TASK OBJECTIVE: State the number of lines in the following data that include the word "expected", with no other text.

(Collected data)
== Segment start ==
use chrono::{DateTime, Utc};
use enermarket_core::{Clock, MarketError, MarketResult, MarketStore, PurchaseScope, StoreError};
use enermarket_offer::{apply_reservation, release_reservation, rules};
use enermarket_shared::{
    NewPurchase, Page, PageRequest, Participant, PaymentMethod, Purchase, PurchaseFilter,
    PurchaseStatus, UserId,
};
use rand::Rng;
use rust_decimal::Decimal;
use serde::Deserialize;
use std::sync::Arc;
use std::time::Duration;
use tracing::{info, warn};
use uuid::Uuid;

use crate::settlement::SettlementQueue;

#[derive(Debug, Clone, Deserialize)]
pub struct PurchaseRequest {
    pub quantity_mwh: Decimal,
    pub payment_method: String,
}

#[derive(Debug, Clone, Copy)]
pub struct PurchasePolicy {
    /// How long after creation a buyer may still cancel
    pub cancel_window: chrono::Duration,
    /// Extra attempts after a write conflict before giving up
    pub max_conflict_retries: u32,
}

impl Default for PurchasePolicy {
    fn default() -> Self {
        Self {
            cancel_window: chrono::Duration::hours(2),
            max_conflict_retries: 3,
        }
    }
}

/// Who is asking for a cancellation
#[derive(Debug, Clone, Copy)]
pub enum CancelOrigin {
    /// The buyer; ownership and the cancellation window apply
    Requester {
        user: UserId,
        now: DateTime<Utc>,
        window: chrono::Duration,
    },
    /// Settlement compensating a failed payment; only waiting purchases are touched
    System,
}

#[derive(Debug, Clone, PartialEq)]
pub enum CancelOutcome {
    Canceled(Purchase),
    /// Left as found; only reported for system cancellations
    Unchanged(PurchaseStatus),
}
== Segment end ==
== Segment start ==
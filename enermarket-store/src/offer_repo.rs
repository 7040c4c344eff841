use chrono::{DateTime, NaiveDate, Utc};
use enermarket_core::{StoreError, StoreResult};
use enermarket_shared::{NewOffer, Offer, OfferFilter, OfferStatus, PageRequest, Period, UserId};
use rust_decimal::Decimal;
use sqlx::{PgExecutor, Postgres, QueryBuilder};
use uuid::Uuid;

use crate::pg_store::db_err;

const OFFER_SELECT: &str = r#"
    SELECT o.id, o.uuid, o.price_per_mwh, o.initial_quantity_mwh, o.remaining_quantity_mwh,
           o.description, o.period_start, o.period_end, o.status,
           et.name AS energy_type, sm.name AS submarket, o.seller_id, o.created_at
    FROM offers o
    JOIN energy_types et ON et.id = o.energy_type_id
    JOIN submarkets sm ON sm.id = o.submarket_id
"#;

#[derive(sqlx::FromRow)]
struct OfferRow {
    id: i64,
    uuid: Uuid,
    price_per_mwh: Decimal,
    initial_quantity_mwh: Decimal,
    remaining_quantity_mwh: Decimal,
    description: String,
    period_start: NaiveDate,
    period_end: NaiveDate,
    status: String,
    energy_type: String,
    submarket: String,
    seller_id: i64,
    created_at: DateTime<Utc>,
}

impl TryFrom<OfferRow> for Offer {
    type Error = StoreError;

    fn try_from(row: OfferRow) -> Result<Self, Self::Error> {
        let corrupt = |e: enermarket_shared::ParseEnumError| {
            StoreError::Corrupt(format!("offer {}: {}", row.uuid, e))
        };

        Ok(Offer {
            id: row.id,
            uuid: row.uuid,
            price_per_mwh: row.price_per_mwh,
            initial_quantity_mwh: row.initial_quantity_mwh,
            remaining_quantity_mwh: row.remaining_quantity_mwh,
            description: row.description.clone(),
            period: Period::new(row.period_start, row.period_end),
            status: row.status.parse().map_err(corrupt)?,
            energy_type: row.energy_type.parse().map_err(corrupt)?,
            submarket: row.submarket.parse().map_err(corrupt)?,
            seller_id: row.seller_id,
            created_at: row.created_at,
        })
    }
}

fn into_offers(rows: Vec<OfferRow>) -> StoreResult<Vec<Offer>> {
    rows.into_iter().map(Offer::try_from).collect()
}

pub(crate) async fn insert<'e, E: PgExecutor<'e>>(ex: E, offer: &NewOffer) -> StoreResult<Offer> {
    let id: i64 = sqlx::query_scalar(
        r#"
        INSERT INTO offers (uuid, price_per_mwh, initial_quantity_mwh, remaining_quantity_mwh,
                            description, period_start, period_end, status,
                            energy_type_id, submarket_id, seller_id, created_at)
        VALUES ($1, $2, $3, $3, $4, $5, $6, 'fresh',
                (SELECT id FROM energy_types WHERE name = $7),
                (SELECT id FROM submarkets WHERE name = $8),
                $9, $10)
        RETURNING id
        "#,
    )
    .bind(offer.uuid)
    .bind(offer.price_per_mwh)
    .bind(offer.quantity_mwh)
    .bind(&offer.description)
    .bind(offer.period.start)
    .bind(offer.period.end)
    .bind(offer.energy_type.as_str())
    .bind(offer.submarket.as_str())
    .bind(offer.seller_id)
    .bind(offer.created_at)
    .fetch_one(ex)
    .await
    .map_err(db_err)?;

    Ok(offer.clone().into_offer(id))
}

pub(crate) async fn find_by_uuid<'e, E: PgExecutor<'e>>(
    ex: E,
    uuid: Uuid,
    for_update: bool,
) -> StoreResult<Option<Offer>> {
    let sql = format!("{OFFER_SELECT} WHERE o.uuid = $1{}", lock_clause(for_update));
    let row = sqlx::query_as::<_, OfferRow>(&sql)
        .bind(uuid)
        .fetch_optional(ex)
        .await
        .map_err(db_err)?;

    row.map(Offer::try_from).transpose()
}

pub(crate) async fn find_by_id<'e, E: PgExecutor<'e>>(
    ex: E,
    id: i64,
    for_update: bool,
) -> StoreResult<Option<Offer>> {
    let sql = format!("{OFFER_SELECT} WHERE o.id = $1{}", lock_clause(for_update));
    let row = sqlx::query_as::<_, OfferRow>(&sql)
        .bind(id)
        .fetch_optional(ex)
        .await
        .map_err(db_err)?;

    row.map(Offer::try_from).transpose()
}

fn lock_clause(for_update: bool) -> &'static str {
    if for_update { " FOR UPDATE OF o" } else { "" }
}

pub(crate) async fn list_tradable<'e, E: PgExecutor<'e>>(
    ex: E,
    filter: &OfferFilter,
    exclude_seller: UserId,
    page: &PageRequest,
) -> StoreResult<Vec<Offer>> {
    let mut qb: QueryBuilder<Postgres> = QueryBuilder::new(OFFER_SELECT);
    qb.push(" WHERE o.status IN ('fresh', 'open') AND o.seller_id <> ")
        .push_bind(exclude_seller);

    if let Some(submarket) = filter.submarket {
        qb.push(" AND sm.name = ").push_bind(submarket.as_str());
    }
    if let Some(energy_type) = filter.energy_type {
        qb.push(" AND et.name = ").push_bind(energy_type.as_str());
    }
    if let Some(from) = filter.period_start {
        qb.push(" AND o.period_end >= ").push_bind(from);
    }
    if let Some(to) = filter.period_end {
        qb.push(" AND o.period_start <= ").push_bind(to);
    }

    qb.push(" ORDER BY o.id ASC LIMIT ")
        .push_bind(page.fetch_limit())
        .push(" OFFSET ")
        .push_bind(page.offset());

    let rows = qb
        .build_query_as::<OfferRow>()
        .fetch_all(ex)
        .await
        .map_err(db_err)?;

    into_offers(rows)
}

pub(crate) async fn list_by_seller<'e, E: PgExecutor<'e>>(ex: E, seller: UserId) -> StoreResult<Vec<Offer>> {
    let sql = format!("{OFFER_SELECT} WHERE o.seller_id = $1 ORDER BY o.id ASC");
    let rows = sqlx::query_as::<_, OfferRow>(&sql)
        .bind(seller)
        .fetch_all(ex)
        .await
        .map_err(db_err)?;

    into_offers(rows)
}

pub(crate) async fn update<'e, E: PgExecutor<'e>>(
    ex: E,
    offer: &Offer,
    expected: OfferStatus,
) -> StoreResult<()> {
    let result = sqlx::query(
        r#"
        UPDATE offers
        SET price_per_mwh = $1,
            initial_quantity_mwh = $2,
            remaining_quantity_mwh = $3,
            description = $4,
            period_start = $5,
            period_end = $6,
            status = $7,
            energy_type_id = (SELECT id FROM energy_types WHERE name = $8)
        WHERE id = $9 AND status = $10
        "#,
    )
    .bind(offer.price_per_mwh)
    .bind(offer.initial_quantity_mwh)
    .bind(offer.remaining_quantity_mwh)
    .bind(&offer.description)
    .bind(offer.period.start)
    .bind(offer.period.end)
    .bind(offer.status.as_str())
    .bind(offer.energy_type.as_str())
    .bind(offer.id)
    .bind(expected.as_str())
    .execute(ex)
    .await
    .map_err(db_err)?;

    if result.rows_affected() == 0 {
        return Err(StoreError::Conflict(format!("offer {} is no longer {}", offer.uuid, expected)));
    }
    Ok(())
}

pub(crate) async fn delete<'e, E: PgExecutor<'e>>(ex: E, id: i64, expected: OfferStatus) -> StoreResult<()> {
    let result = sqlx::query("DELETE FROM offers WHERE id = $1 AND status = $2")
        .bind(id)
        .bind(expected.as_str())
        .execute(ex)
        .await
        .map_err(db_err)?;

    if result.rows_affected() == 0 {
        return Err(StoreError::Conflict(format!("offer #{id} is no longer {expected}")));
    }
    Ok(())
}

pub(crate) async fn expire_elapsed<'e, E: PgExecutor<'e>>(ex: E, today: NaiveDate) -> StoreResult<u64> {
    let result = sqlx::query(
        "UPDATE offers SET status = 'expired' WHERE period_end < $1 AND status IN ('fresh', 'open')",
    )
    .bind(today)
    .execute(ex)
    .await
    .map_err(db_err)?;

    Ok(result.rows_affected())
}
== Segment end ==
RESPONSE AREA: 6